_What this task involves_
Copy out each line below that has the word "flags" in it.

Collected data
╔══
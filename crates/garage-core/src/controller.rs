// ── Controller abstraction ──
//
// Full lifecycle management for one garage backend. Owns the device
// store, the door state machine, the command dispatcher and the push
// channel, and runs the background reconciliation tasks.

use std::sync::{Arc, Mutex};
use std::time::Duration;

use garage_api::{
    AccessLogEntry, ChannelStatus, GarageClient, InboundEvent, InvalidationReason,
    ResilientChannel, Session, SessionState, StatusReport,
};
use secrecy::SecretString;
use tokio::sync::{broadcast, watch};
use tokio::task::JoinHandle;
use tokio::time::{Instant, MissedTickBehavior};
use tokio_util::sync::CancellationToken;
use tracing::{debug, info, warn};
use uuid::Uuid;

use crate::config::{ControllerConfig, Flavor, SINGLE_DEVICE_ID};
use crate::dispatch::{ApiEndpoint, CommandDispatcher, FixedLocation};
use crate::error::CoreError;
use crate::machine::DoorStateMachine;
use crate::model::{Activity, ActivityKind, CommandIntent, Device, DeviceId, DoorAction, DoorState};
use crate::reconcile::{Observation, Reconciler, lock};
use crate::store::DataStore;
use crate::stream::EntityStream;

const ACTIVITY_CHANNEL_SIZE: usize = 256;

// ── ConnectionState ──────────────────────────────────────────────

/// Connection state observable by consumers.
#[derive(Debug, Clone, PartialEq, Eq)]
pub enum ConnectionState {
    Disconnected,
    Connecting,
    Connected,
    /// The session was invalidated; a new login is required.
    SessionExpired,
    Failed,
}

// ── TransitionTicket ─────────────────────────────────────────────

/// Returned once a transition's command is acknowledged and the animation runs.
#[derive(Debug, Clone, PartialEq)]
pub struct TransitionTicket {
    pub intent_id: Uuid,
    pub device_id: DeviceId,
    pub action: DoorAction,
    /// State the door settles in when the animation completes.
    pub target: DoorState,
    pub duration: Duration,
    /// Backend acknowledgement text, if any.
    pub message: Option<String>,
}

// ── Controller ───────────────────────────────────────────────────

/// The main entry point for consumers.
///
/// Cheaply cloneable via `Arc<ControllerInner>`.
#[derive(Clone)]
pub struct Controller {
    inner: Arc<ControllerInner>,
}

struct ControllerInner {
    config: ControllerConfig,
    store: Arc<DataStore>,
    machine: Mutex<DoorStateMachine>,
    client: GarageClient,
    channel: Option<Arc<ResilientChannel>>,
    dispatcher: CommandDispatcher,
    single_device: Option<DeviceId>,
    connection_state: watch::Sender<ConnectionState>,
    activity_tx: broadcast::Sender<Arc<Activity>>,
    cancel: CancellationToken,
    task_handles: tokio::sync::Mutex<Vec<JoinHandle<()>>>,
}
╚══
╔══
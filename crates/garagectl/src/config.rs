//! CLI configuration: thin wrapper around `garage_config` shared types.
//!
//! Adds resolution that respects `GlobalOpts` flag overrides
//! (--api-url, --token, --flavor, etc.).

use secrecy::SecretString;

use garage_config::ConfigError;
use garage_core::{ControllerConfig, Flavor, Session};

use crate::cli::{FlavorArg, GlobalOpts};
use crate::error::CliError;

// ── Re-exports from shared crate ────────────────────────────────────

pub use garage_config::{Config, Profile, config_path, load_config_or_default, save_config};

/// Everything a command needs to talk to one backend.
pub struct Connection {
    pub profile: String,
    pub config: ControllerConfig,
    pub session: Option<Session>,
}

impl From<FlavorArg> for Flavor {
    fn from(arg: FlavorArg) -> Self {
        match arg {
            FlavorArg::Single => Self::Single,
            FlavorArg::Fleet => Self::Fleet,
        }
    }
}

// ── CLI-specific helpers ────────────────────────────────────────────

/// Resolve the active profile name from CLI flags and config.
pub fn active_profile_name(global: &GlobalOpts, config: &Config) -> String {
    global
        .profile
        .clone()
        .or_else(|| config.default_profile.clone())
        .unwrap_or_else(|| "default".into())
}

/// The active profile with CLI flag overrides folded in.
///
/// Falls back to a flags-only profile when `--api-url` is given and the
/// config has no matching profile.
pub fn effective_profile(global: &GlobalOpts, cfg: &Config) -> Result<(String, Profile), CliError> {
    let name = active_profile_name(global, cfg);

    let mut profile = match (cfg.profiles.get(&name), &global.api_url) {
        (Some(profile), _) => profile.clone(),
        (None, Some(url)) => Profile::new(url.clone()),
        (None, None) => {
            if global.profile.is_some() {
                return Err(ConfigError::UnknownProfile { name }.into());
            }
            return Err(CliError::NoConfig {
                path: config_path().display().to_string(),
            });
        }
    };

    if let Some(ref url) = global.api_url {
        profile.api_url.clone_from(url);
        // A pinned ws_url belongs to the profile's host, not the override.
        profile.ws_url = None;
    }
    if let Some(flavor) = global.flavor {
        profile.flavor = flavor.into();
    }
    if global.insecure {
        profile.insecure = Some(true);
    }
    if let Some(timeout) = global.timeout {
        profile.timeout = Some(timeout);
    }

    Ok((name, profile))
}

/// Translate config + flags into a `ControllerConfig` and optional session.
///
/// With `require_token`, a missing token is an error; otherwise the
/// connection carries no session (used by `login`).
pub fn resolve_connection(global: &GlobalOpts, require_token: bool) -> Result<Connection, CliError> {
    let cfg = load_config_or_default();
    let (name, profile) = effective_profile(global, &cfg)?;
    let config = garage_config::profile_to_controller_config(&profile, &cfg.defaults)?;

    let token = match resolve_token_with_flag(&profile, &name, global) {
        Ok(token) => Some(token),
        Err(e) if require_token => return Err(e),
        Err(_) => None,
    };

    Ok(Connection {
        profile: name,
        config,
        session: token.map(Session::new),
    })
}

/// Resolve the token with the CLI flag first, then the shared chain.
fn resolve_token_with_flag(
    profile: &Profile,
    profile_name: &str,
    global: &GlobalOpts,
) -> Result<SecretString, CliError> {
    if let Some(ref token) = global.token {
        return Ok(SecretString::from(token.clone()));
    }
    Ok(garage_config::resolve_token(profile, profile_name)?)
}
╚══
_Answer for the task_
/// Resolve the active profile name from CLI flags and config.
/// Falls back to a flags-only profile when `--api-url` is given and the
/// Translate config + flags into a `ControllerConfig` and optional session.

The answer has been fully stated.